Eeramana Rojave is a 2018–2023 Indian Tamil language romantic drama television series, aired on Star Vijay. The show is produced by Signature Productions and has two seasons.

The first season starring Pavithra Janani, Dhiraviam Rajkumaran, Shyam, Sai Gayatri Bhuvanesh, Praveen Devasagayam and Archana Kumar and directed by Francis Kathiravan, Rishi and Ravi Priyan. The show was aired from 9 July 2018 to 14 August 2021 for 807 episodes. The second season premiered on 17 January 2022 and ended on 2 December 2023 with 502 episodes, and aired on Monday to Saturday at night, starring Dhiraviam Rajakumaran, Swathi Konde, Sidharth Kumaaran and Gabriella Charlton.

==Series overview==

| Series | Episodes |  | Originally released |  |
| First released | Last released |
| 1 | 807 |  | 9 July 2018 | 14 August 2021 |
| 2 | 502 |  | 17 January 2022 | 2 December 2023 |

==Summary==
===Season 1===

Malarvizhi falls in love with Maran and they decide to marry. On the day of their wedding, Maran dies in an accident and his younger brother Vetri is forced to marry Malarvizhi. The story then revolves around Vetri and Malar's marriage life. After the marriage, Malar refuses to live with Vetri and scolds him for everything. Vetri's love interest, Anjali starts troubling Vetri for cheating on her. Malar and Vetri become friends after knowing that he hurt himself in order to stop the wedding night ritual for them. Once Malar wants to write an exam in Chennai. Vetri convinces his mother and take her to the exam venue where someone steals her bag in which she has kept the hall ticket. Vetri arranges for a new one saying that hall ticket was lost in 'Gaja' storm. A girl sitting near Malar copies and puts the blame on Malar. Vetri comes and rescues her on time.

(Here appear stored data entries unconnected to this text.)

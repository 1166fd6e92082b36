//! Byte window → [`Instruction`] decode (spec.md §2, §4.1).

mod thumb16;
mod thumb32;

use crate::arch::{Architecture, Instruction};
use crate::emulator::ReturnCode;

/// Thumb-2 escape values for the first halfword's top 5 bits (spec.md §2):
/// `0b11101`, `0b11110`, `0b11111` mean the instruction is 4 bytes.
fn halfword_top5(first_halfword: u16) -> u16 {
    first_halfword >> 11
}

/// Returns 2 or 4, the size in bytes of the instruction whose first
/// halfword is `first_halfword` (spec.md §2, §4.1).
pub fn instruction_size(first_halfword: u16) -> u8 {
    match halfword_top5(first_halfword) {
        0b11101 | 0b11110 | 0b11111 => 4,
        _ => 2,
    }
}

/// Decode the instruction at `address` out of `bytes` (exactly `size`
/// bytes, little-endian halfwords). `in_it`/`last_in_it` describe whether
/// this decode happens inside an IT block and whether it is the block's
/// last instruction, since a handful of encodings are UNPREDICTABLE
/// depending on IT-block position (spec.md §4.1).
pub fn decode(
    arch: Architecture,
    address: u32,
    bytes: &[u8],
    in_it: bool,
    last_in_it: bool,
) -> Result<Instruction, ReturnCode> {
    if bytes.len() < 2 {
        return Err(ReturnCode::IncompleteData);
    }
    let hw0 = u16::from_le_bytes([bytes[0], bytes[1]]);
    let size = instruction_size(hw0);
    if size == 4 {
        if !arch.supports_thumb2() {
            return Err(ReturnCode::Undefined);
        }
        if bytes.len() < 4 {
            return Err(ReturnCode::IncompleteData);
        }
        let hw1 = u16::from_le_bytes([bytes[2], bytes[3]]);
        thumb32::decode(address, hw0, hw1, in_it, last_in_it)
    } else {
        thumb16::decode(address, hw0, in_it, last_in_it)
    }
}

#[cfg(test)]
mod tests {
    use super::*;

    #[test]
    fn sixteen_bit_escape_values_select_four_bytes() {
        assert_eq!(instruction_size(0b1110_1_0000000000), 4);
        assert_eq!(instruction_size(0b1111_0_0000000000), 4);
        assert_eq!(instruction_size(0b1111_1_0000000000), 4);
    }

    #[test]
    fn other_top_bits_select_two_bytes() {
        assert_eq!(instruction_size(0b1011_00000_0000000), 2); // push/pop range
        assert_eq!(instruction_size(0), 2);
    }

    #[test]
    fn decode_never_partially_parses() {
        // Either a concrete instruction comes back, or a well-defined error.
        // 0xbf00 is NOP T1.
        let bytes = 0xbf00u16.to_le_bytes();
        let result = decode(Architecture::ARMv7M, 0x0800_0000, &bytes, false, false);
        assert!(result.is_ok());
    }
}
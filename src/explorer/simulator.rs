//! `FaultSimulator`: the public entry point for fault exploration
//! (spec.md §4.4, §5), grounded on
//! `examples/original_source/subprojects/armory/src/fault_simulator.cpp`
//! and `include/armory/fault_simulator.h`.

use super::combinatorics::permutations_of;
use super::injection::{faultable_instruction_table, simulate_fault, Trial};
use super::Context;
use crate::emulator::Emulator;
use crate::fault::{FaultCombination, FaultModel};
use indexmap::IndexSet;
use rustc_hash::FxHashMap;
use std::sync::{Arc, Mutex};
use tracing::{debug, info};

/// A model entry plus how many times it may recur within one combination
/// (spec.md §4.4 `models_with_multiplicity`).
pub struct ModelMultiplicity {
    pub model: FaultModel,
    pub multiplicity: usize,
}

/// The result of [`FaultSimulator::simulate_faults`]: the de-duplicated,
/// minimal set of exploitable combinations plus how many permutations were
/// explored (spec.md §8 property 5 "minimality").
#[derive(Debug)]
pub struct SimulationOutcome {
    pub combinations: Vec<FaultCombination>,
    pub permutations_explored: usize,
}

/// Drives the search: owns the model list, the shared [`Context`], and the
/// thread-pool configuration (spec.md §6 `FaultSimulator(Context)`).
pub struct FaultSimulator {
    context: Context,
    num_threads: usize,
    print_progress: bool,
}

impl FaultSimulator {
    /// spec.md §7: configuration errors are "surfaced at simulator
    /// construction", not buried inside `simulate_faults`.
    pub fn new(context: Context) -> Result<FaultSimulator, crate::error::ConfigError> {
        context.validate()?;
        let default_threads = std::thread::available_parallelism().map(|n| n.get()).unwrap_or(1);
        Ok(FaultSimulator { context, num_threads: default_threads, print_progress: false })
    }

    pub fn set_number_of_threads(&mut self, n: usize) {
        self.num_threads = n.max(1);
    }

    pub fn enable_progress_printing(&mut self, enabled: bool) {
        self.print_progress = enabled;
    }

    /// spec.md §4.4 `simulate_faults`. `max_simultaneous_k` bounds the size
    /// of any single combination explored (`K` throughout spec.md §4.4–§4.7).
    pub fn simulate_faults(&self, base_emulator: &Emulator, models_with_multiplicity: Vec<ModelMultiplicity>, max_simultaneous_k: usize) -> SimulationOutcome {
        let (models, multiplicities) = order_instruction_models_first(models_with_multiplicity);
        // Dedup while preserving first-seen order (spec.md §8 property 7
        // determinism), then sort for the explorer's binary-search lookup.
        let deduped_halting_points: IndexSet<u32> = self.context.halting_points.iter().copied().collect();
        let mut sorted_halting_points: Vec<u32> = deduped_halting_points.into_iter().collect();
        sorted_halting_points.sort_unstable();

        let permutations = compute_model_combinations(&models, &multiplicities, max_simultaneous_k);
        info!(count = permutations.len(), "fault exploration: permutations to examine");

        // Memoization per spec.md §4.4 "Main loop": combinations already
        // known-exploitable, keyed by the permutation (as a Vec<usize>)
        // that produced them.
        let mut memo: FxHashMap<Vec<usize>, Vec<FaultCombination>> = FxHashMap::default();
        let mut results: Vec<FaultCombination> = Vec::new();

        for permutation in &permutations {
            let known = collect_known_redundant_hashes(permutation, &memo);
            let known_hashes = Arc::new(Mutex::new(known));

            let progress = Arc::new(Mutex::new(0usize));
            let new_faults: Arc<Mutex<Vec<FaultCombination>>> = Arc::new(Mutex::new(Vec::new()));
            let faultable_sites = faultable_instruction_table(base_emulator, &self.context);
            let num_outer = faultable_sites.len().max(1);

            // Each worker owns its own `Emulator` clone up front (spec.md
            // §5 "no emulator or snapshot crosses threads"): `Emulator`
            // holds boxed hook closures that are not `Sync`, so a shared
            // `&Emulator` could never cross into `scope.spawn` anyway —
            // forking here and moving the owned fork into each thread is
            // both the spec's model and the only one the borrow checker
            // accepts.
            let worker_emulators: Vec<Emulator> = (0..self.num_threads).map(|_| base_emulator.fork()).collect();

            std::thread::scope(|scope| {
                for mut worker_emulator in worker_emulators {
                    let progress = Arc::clone(&progress);
                    let new_faults = Arc::clone(&new_faults);
                    let known_hashes = Arc::clone(&known_hashes);
                    let models = &models;
                    let permutation = permutation.as_slice();
                    let sorted_halting_points = &sorted_halting_points;
                    let ctx = &self.context;
                    let print_progress = self.print_progress;
                    scope.spawn(move || {
                        let trial = Trial { models, permutation, ctx, sorted_halting_points };
                        let mut local_new_faults = Vec::new();

                        loop {
                            let index = {
                                let mut guard = progress.lock().unwrap();
                                if *guard >= num_outer {
                                    break;
                                }
                                let i = *guard;
                                *guard += 1;
                                if print_progress {
                                    debug!(index = i, total = num_outer, "fault exploration progress");
                                }
                                i
                            };
                            let _ = index;

                            let mut is_redundant = |candidate: &FaultCombination| is_fault_redundant(candidate, &known_hashes);
                            let chain = FaultCombination::new();
                            simulate_fault(&mut worker_emulator, &trial, 0, ctx.emulation_timeout, &chain, &mut local_new_faults, &mut is_redundant);
                        }

                        new_faults.lock().unwrap().extend(local_new_faults);
                    });
                }
            });

            let mut this_permutation_faults = Arc::try_unwrap(new_faults).unwrap().into_inner().unwrap();
            this_permutation_faults.sort_by(|a, b| a.len().cmp(&b.len()));
            this_permutation_faults.dedup_by(|a, b| a == b);

            for c in &this_permutation_faults {
                if !results.iter().any(|r: &FaultCombination| r.includes(c) || r == c) {
                    results.push(c.clone());
                }
            }
            memo.insert(permutation.clone(), this_permutation_faults);
        }

        let minimal_snapshot = results.clone();
        results.retain(|candidate| !minimal_snapshot.iter().any(|other| other != candidate && other.len() < candidate.len() && candidate.includes(other)));
        results.sort_by(|a, b| a.len().cmp(&b.len()));

        SimulationOutcome { combinations: results, permutations_explored: permutations.len() }
    }
}

/// Sorts so instruction-fault models precede register-fault models while
/// preserving relative order otherwise (spec.md §4.4 preprocessing step
/// 1), and returns each model alongside its multiplicity: how many times
/// its index may repeat within one combination's index-multiset (spec.md
/// §4.4 step 4). Multiplicity is tracked as a sibling array rather than by
/// duplicating the model object itself, since `FaultModel`'s boxed
/// closures are not `Clone`.
fn order_instruction_models_first(models: Vec<ModelMultiplicity>) -> (Vec<FaultModel>, Vec<usize>) {
    let mut instruction: Vec<(FaultModel, usize)> = Vec::new();
    let mut register: Vec<(FaultModel, usize)> = Vec::new();
    for entry in models {
        let ModelMultiplicity { model, multiplicity } = entry;
        if matches!(model, FaultModel::Instruction(_)) {
            instruction.push((model, multiplicity));
        } else {
            register.push((model, multiplicity));
        }
    }
    instruction.extend(register);
    instruction.into_iter().unzip()
}

/// spec.md §4.4 step 4 `compute_model_combinations`. Builds an
/// index-multiset over `models` (each index repeated by its
/// `multiplicities` entry), splitting permanent vs. non-permanent
/// lifetimes, enumerating subsets of permanents (order irrelevant) and
/// permutations of non-permanents (order matters), optionally prefixed by
/// a permanent subset, then dedupes and sorts by `(size, lexicographic)`.
fn compute_model_combinations(models: &[FaultModel], multiplicities: &[usize], k: usize) -> Vec<Vec<usize>> {
    let indices: Vec<usize> = (0..models.len()).flat_map(|i| std::iter::repeat(i).take(multiplicities[i].max(1))).collect();
    let (permanent, non_permanent): (Vec<usize>, Vec<usize>) = indices.into_iter().partition(|&i| is_permanent(&models[i]));

    let permanent_subsets: Vec<Vec<usize>> = {
        let max_size = permanent.len().min(k);
        (1..=max_size).flat_map(|size| super::combinatorics::subsets_of_size(&permanent, size)).collect()
    };

    let mut combined: Vec<Vec<usize>> = Vec::new();
    let max_non_perm = non_permanent.len().min(k);
    for size in 1..=max_non_perm {
        for subset in super::combinatorics::subsets_of_size(&non_permanent, size) {
            for perm in permutations_of(&subset) {
                combined.push(perm.clone());
                for prefix in &permanent_subsets {
                    if prefix.len() + perm.len() <= k {
                        let mut with_prefix = prefix.clone();
                        with_prefix.extend(perm.iter().copied());
                        combined.push(with_prefix);
                    }
                }
            }
        }
    }
    if max_non_perm == 0 {
        combined.extend(permanent_subsets.iter().cloned());
    }

    combined.sort();
    combined.dedup();
    combined.sort_by_key(|p| (p.len(), p.clone()));
    combined
}

fn is_permanent(model: &FaultModel) -> bool {
    match model {
        FaultModel::Instruction(m) => matches!(m.lifetime, crate::fault::InstructionFaultLifetime::Permanent),
        FaultModel::Register(m) => matches!(m.lifetime, crate::fault::RegisterFaultLifetime::Permanent),
    }
}

/// spec.md §4.4 "Prepare the known-exploitable-fault index": gather every
/// non-empty subset's hash from combinations recorded under `S(P)` (`P`
/// minus its last element) or `T(P)` (just the last element).
fn collect_known_redundant_hashes(permutation: &[usize], memo: &FxHashMap<Vec<usize>, Vec<FaultCombination>>) -> Vec<(u64, FaultCombination)> {
    let mut known = Vec::new();
    let mut keys: Vec<Vec<usize>> = Vec::new();
    if let Some((_, prefix)) = permutation.split_last() {
        keys.push(prefix.to_vec());
    }
    if let Some(last) = permutation.last() {
        keys.push(vec![*last]);
    }
    for key in keys {
        if let Some(combos) = memo.get(&key) {
            for combo in combos {
                known.push((hash_of(combo), combo.clone()));
            }
        }
    }
    known
}

fn hash_of(combo: &FaultCombination) -> u64 {
    use std::hash::{Hash, Hasher};
    let mut hasher = rustc_hash::FxHasher::default();
    combo.hash(&mut hasher);
    hasher.finish()
}

/// spec.md §4.7 `is_fault_redundant`: `C` is redundant against the known
/// set if some previously recorded combination is a subset (per
/// [`FaultCombination::includes`]) of `C`.
fn is_fault_redundant(candidate: &FaultCombination, known: &Mutex<Vec<(u64, FaultCombination)>>) -> bool {
    let known = known.lock().unwrap();
    known.iter().any(|(_, recorded)| recorded.len() <= candidate.len() && candidate.includes(recorded))
}

#[cfg(test)]
mod tests {
    use super::*;
    use crate::fault::{skip_instruction_model, InstructionFaultLifetime};

    #[test]
    fn compute_model_combinations_respects_k() {
        let models = vec![FaultModel::Instruction(skip_instruction_model())];
        let permutations = compute_model_combinations(&models, &[1], 1);
        assert!(permutations.iter().all(|p| p.len() <= 1));
        assert!(permutations.contains(&vec![0]));
    }

    #[test]
    fn is_permanent_reflects_model_lifetime() {
        let mut model = skip_instruction_model();
        assert!(!is_permanent(&FaultModel::Instruction(model)));
        model = crate::fault::skip_instruction_model();
        model.lifetime = InstructionFaultLifetime::Permanent;
        assert!(is_permanent(&FaultModel::Instruction(model)));
    }
}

Vetri's friend Idhayakani, uncle Thangarasu and grandfather make him believe that he loves Malar. Vetri accepts that after some . On a parallel story line, Azhagar, a relative from their maternal side troubles Malar's younger sister Akhila to marry him, but is always disrespected by her in return. One day, he takes a video of her changing clothes and blackmails her incognito. This threat leaves Akhila stranded in sorrow. Not knowing the true identity of the blackmailer, Akhila's father arranges her marriage with Azhagar, as he thinks he would accept her, despite the video, since he is his relative. Akhila seeks Vetri's help to find the blackmailer and on the day of her wedding with Azhagar, Vetri exposes the truth and Azhagar gets arrested. Vetri and his family convince Pugazh, Vetri's younger brother into marrying Akhila. Akhila and Pugazh have a troubled marital relationship since he is constantly triggered against her by his mother, sisters and Azhagar.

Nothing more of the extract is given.